[What is needed] All of the entries need to be copied character for character.

[Data for this task]
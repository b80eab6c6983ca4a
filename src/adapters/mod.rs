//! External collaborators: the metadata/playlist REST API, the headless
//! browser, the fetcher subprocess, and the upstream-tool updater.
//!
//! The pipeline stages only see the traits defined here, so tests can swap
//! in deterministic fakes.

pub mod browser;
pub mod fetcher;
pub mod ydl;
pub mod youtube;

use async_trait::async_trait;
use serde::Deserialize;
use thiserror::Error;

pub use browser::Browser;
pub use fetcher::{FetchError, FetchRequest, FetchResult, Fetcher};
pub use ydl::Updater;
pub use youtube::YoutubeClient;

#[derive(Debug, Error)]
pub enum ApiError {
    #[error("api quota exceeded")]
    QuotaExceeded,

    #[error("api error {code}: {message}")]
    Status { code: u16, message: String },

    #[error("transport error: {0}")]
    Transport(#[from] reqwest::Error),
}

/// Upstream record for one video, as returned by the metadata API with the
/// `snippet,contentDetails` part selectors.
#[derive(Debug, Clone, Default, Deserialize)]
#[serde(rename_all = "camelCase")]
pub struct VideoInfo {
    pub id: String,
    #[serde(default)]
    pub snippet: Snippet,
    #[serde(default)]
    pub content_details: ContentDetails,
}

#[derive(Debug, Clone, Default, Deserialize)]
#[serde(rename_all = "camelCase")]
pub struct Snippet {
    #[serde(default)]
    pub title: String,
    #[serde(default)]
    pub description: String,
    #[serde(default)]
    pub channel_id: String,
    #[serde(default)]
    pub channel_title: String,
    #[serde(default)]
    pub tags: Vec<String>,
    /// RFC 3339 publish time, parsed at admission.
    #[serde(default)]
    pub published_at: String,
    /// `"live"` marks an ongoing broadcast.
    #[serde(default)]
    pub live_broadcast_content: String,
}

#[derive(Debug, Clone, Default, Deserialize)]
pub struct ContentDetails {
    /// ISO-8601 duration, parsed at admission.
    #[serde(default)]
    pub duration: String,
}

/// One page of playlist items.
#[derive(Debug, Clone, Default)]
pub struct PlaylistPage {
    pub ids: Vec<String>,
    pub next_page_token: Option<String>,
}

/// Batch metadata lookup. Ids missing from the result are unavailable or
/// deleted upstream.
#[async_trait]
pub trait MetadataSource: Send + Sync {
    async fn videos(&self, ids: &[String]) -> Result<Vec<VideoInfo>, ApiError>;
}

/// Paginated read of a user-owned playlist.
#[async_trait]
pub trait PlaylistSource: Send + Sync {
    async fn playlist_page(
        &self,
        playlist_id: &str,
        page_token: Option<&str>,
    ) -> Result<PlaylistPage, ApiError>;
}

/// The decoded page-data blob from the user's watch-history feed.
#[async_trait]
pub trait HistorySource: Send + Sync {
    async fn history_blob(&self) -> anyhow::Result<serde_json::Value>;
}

[Exercise response]
repository b80eab6c6983ca4a
filename src/adapters/mod.rs
//! External collaborators: the metadata/playlist REST API, the headless
//! browser, the fetcher subprocess, and the upstream-tool updater.
//!
//! The pipeline stages only see the traits defined here, so tests can swap
//! in deterministic fakes.

pub mod browser;
pub mod fetcher;
pub mod ydl;
pub mod youtube;

use async_trait::async_trait;
use serde::Deserialize;
use thiserror::Error;

pub use browser::Browser;
pub use fetcher::{FetchError, FetchRequest, FetchResult, Fetcher};
pub use ydl::Updater;
pub use youtube::YoutubeClient;

#[derive(Debug, Error)]
pub enum ApiError {
    #[error("api quota exceeded")]
    QuotaExceeded,

    #[error("api error {code}: {message}")]
    Status { code: u16, message: String },

    #[error("transport error: {0}")]
    Transport(#[from] reqwest::Error),
}

/// Upstream record for one video, as returned by the metadata API with the
/// `snippet,contentDetails` part selectors.
#[derive(Debug, Clone, Default, Deserialize)]
#[serde(rename_all = "camelCase")]
pub struct VideoInfo {
    pub id: String,
    #[serde(default)]
    pub snippet: Snippet,
    #[serde(default)]
    pub content_details: ContentDetails,
}

#[derive(Debug, Clone, Default, Deserialize)]
#[serde(rename_all = "camelCase")]
pub struct Snippet {
    #[serde(default)]
    pub title: String,
    #[serde(default)]
    pub description: String,
    #[serde(default)]
    pub channel_id: String,
    #[serde(default)]
    pub channel_title: String,
    #[serde(default)]
    pub tags: Vec<String>,
    /// RFC 3339 publish time, parsed at admission.
    #[serde(default)]
    pub published_at: String,
    /// `"live"` marks an ongoing broadcast.
    #[serde(default)]
    pub live_broadcast_content: String,
}

#[derive(Debug, Clone, Default, Deserialize)]
pub struct ContentDetails {
    /// ISO-8601 duration, parsed at admission.
    #[serde(default)]
    pub duration: String,
}

/// One page of playlist items.
#[derive(Debug, Clone, Default)]
pub struct PlaylistPage {
    pub ids: Vec<String>,
    pub next_page_token: Option<String>,
}

/// Batch metadata lookup. Ids missing from the result are unavailable or
/// deleted upstream.
#[async_trait]
pub trait MetadataSource: Send + Sync {
    async fn videos(&self, ids: &[String]) -> Result<Vec<VideoInfo>, ApiError>;
}

/// Paginated read of a user-owned playlist.
#[async_trait]
pub trait PlaylistSource: Send + Sync {
    async fn playlist_page(
        &self,
        playlist_id: &str,
        page_token: Option<&str>,
    ) -> Result<PlaylistPage, ApiError>;
}

/// The decoded page-data blob from the user's watch-history feed.
#[async_trait]
pub trait HistorySource: Send + Sync {
    async fn history_blob(&self) -> anyhow::Result<serde_json::Value>;
}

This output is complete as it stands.